:: EXERCISE INPUTS ::
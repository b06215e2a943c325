//! Job processor: the single `process` entry point the dispatch loop calls
//! into after popping a job off the queue.

use xray_cp_common::config::Config;
use xray_cp_common::{AppError, HostStatus, JobResult, JobType, LogLevel};

use crate::install::{self, InstallParams};
use crate::queue::{JobContext, JobHandoff, JobQueue};
use crate::repair::{self, RepairParams};
use crate::ssh::{FakeSshScript, ScriptedReply, SshExecutor, SshOptions, SshSecret};
use crate::store::Store;
use crate::workflow_common::{CONTAINER_PROBE_LABEL, DETECT_OS_LABEL, DOCKER_PROBE_LABEL};

/// Canned replies for every labelled probe the install/repair workflows can
/// issue, so a dry-run job reaches `READY` the same way a real install would:
/// a supported OS, Docker already present, the container already running,
/// the port already listening, and `nc` reachable.
fn default_dry_run_script() -> FakeSshScript {
    FakeSshScript::new()
        .with_reply(DETECT_OS_LABEL, ScriptedReply::ok("ubuntu"))
        .with_reply(DOCKER_PROBE_LABEL, ScriptedReply::ok("docker 24"))
        .with_reply(CONTAINER_PROBE_LABEL, ScriptedReply::ok("abc123"))
        .with_reply("Probe listening port", ScriptedReply::ok("LISTEN 443"))
        .with_reply("Probe external reachability", ScriptedReply::ok("NC_PRESENT:0"))
}

/// Resolve a host's SSH secret into a live (or faked) executor. `dry_run`
/// bypasses SSH entirely.
pub async fn build_executor(
    store: &Store,
    config: &Config,
    host_id: &xray_cp_common::HostId,
) -> Result<(String, SshExecutor), AppError> {
    let host = store.get_host(host_id).await?;

    if config.dry_run {
        return Ok((host.ssh_user, SshExecutor::fake(default_dry_run_script())));
    }

    let secret = store.get_secret(&host.ssh_secret_ref).await?;
    let plaintext = secret.reveal(&config.master_key);
    let ssh_secret = match secret.kind {
        xray_cp_common::SecretKind::Password => {
            SshSecret::Password(String::from_utf8_lossy(&plaintext).into_owned())
        }
        xray_cp_common::SecretKind::PrivateKey => {
            SshSecret::PrivateKey(String::from_utf8_lossy(&plaintext).into_owned())
        }
    };

    let options = SshOptions {
        connect_timeout: config.connect_timeout,
        command_timeout: config.command_timeout,
    };

    Ok((
        host.ssh_user.clone(),
        SshExecutor::real(host.host.clone(), host.ssh_user, ssh_secret, options),
    ))
}

/// Run one job to completion and record its outcome on the queue. This is
/// what the dispatch loop invokes for every [`JobHandoff`].
pub async fn process(
    handoff: JobHandoff,
    store: &Store,
    queue: &JobQueue,
    config: &Config,
) {
    let JobHandoff { job_type, host_id, ctx } = handoff;

    ctx.append_log(
        LogLevel::Info,
        format!("Job started: type={job_type} serverId={host_id} dryRun={}", config.dry_run),
    )
    .await;
    ctx.set_progress(5.0).await;

    let outcome = run_job(job_type, &host_id, store, config, &ctx).await;

    match outcome {
        Ok(result) => {
            queue.record_success(&ctx.job_id, result).await;
        }
        Err(err) if err.kind.is_cancellation() => {
            queue.record_cancelled(&ctx.job_id, err.to_string()).await;
        }
        Err(err) => {
            ctx.append_log(LogLevel::Error, format!("Job failed: {err}")).await;
            queue.record_failure(&ctx.job_id, err.to_string()).await;
        }
    }

    queue.finish(&ctx.job_id, &host_id).await;
}

async fn run_job(
    job_type: JobType,
    host_id: &xray_cp_common::HostId,
    store: &Store,
    config: &Config,
    ctx: &JobContext,
) -> Result<JobResult, AppError> {
    match job_type {
        JobType::Install => {
            let host = store.get_host(host_id).await?;
            if host.status == HostStatus::Ready {
                run_repair(host_id, store, config, ctx).await?;
                return Ok(JobResult {
                    already_installed: true,
                    ..Default::default()
                });
            }
            run_install(host_id, store, config, ctx).await?;
            ctx.set_progress(100.0).await;
            Ok(JobResult::default())
        }
        JobType::Repair => {
            let repair_result = run_repair(host_id, store, config, ctx).await?;
            Ok(JobResult {
                actions: repair_result.actions,
                status_before: Some(repair_result.status_before),
                status_after: Some(repair_result.status_after),
                ..Default::default()
            })
        }
    }
}

async fn run_install(
    host_id: &xray_cp_common::HostId,
    store: &Store,
    config: &Config,
    ctx: &JobContext,
) -> Result<(), AppError> {
    let (ssh_user, executor) = build_executor(store, config, host_id).await?;
    let params = InstallParams {
        host_id: host_id.clone(),
        ssh: &executor,
        ssh_user: &ssh_user,
        backoff: &config.retry_backoff,
        dry_run: config.dry_run,
    };
    install::run(&params, store, ctx).await
}

async fn run_repair(
    host_id: &xray_cp_common::HostId,
    store: &Store,
    config: &Config,
    ctx: &JobContext,
) -> Result<repair::RepairResult, AppError> {
    let host = store.get_host(host_id).await?;
    let (ssh_user, executor) = build_executor(store, config, host_id).await?;
    let params = RepairParams {
        host_id: host_id.clone(),
        ssh: &executor,
        ssh_user: &ssh_user,
        backoff: &config.retry_backoff,
        dry_run: config.dry_run,
        external_host: &host.host,
    };
    repair::run(&params, store, ctx).await
}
:::
DESCRIPTION OF THE TASK: Retype every line of the material exactly.

WRITTEN REPLY:
repository b06215e2a943c325
//! Job processor: the single `process` entry point the dispatch loop calls
//! into after popping a job off the queue.

use xray_cp_common::config::Config;
use xray_cp_common::{AppError, HostStatus, JobResult, JobType, LogLevel};

use crate::install::{self, InstallParams};
use crate::queue::{JobContext, JobHandoff, JobQueue};
use crate::repair::{self, RepairParams};
use crate::ssh::{FakeSshScript, ScriptedReply, SshExecutor, SshOptions, SshSecret};
use crate::store::Store;
use crate::workflow_common::{CONTAINER_PROBE_LABEL, DETECT_OS_LABEL, DOCKER_PROBE_LABEL};

/// Canned replies for every labelled probe the install/repair workflows can
/// issue, so a dry-run job reaches `READY` the same way a real install would:
/// a supported OS, Docker already present, the container already running,
/// the port already listening, and `nc` reachable.
fn default_dry_run_script() -> FakeSshScript {
    FakeSshScript::new()
        .with_reply(DETECT_OS_LABEL, ScriptedReply::ok("ubuntu"))
        .with_reply(DOCKER_PROBE_LABEL, ScriptedReply::ok("docker 24"))
        .with_reply(CONTAINER_PROBE_LABEL, ScriptedReply::ok("abc123"))
        .with_reply("Probe listening port", ScriptedReply::ok("LISTEN 443"))
        .with_reply("Probe external reachability", ScriptedReply::ok("NC_PRESENT:0"))
}

/// Resolve a host's SSH secret into a live (or faked) executor. `dry_run`
/// bypasses SSH entirely.
pub async fn build_executor(
    store: &Store,
    config: &Config,
    host_id: &xray_cp_common::HostId,
) -> Result<(String, SshExecutor), AppError> {
    let host = store.get_host(host_id).await?;

    if config.dry_run {
        return Ok((host.ssh_user, SshExecutor::fake(default_dry_run_script())));
    }

    let secret = store.get_secret(&host.ssh_secret_ref).await?;
    let plaintext = secret.reveal(&config.master_key);
    let ssh_secret = match secret.kind {
        xray_cp_common::SecretKind::Password => {
            SshSecret::Password(String::from_utf8_lossy(&plaintext).into_owned())
        }
        xray_cp_common::SecretKind::PrivateKey => {
            SshSecret::PrivateKey(String::from_utf8_lossy(&plaintext).into_owned())
        }
    };

    let options = SshOptions {
        connect_timeout: config.connect_timeout,
        command_timeout: config.command_timeout,
    };

    Ok((
        host.ssh_user.clone(),
        SshExecutor::real(host.host.clone(), host.ssh_user, ssh_secret, options),
    ))
}

/// Run one job to completion and record its outcome on the queue. This is
/// what the dispatch loop invokes for every [`JobHandoff`].
pub async fn process(
    handoff: JobHandoff,
    store: &Store,
    queue: &JobQueue,
    config: &Config,
) {
    let JobHandoff { job_type, host_id, ctx } = handoff;

    ctx.append_log(
        LogLevel::Info,
        format!("Job started: type={job_type} serverId={host_id} dryRun={}", config.dry_run),
    )
    .await;
    ctx.set_progress(5.0).await;

    let outcome = run_job(job_type, &host_id, store, config, &ctx).await;

    match outcome {
        Ok(result) => {
            queue.record_success(&ctx.job_id, result).await;
        }
        Err(err) if err.kind.is_cancellation() => {
            queue.record_cancelled(&ctx.job_id, err.to_string()).await;
        }
        Err(err) => {
            ctx.append_log(LogLevel::Error, format!("Job failed: {err}")).await;
            queue.record_failure(&ctx.job_id, err.to_string()).await;
        }
    }

    queue.finish(&ctx.job_id, &host_id).await;
}

async fn run_job(
    job_type: JobType,
    host_id: &xray_cp_common::HostId,
    store: &Store,
    config: &Config,
    ctx: &JobContext,
) -> Result<JobResult, AppError> {
    match job_type {
        JobType::Install => {
            let host = store.get_host(host_id).await?;
            if host.status == HostStatus::Ready {
                run_repair(host_id, store, config, ctx).await?;
                return Ok(JobResult {
                    already_installed: true,
                    ..Default::default()
                });
            }
            run_install(host_id, store, config, ctx).await?;
            ctx.set_progress(100.0).await;
            Ok(JobResult::default())
        }
        JobType::Repair => {
            let repair_result = run_repair(host_id, store, config, ctx).await?;
            Ok(JobResult {
                actions: repair_result.actions,
                status_before: Some(repair_result.status_before),
                status_after: Some(repair_result.status_after),
                ..Default::default()
            })
        }
    }
}

async fn run_install(
    host_id: &xray_cp_common::HostId,
    store: &Store,
    config: &Config,
    ctx: &JobContext,
) -> Result<(), AppError> {
    let (ssh_user, executor) = build_executor(store, config, host_id).await?;
    let params = InstallParams {
        host_id: host_id.clone(),
        ssh: &executor,
        ssh_user: &ssh_user,
        backoff: &config.retry_backoff,
        dry_run: config.dry_run,
    };
    install::run(&params, store, ctx).await
}

async fn run_repair(
    host_id: &xray_cp_common::HostId,
    store: &Store,
    config: &Config,
    ctx: &JobContext,
) -> Result<repair::RepairResult, AppError> {
    let host = store.get_host(host_id).await?;
    let (ssh_user, executor) = build_executor(store, config, host_id).await?;
    let params = RepairParams {
        host_id: host_id.clone(),
        ssh: &executor,
        ssh_user: &ssh_user,
        backoff: &config.retry_backoff,
        dry_run: config.dry_run,
        external_host: &host.host,
    };
    repair::run(&params, store, ctx).await
}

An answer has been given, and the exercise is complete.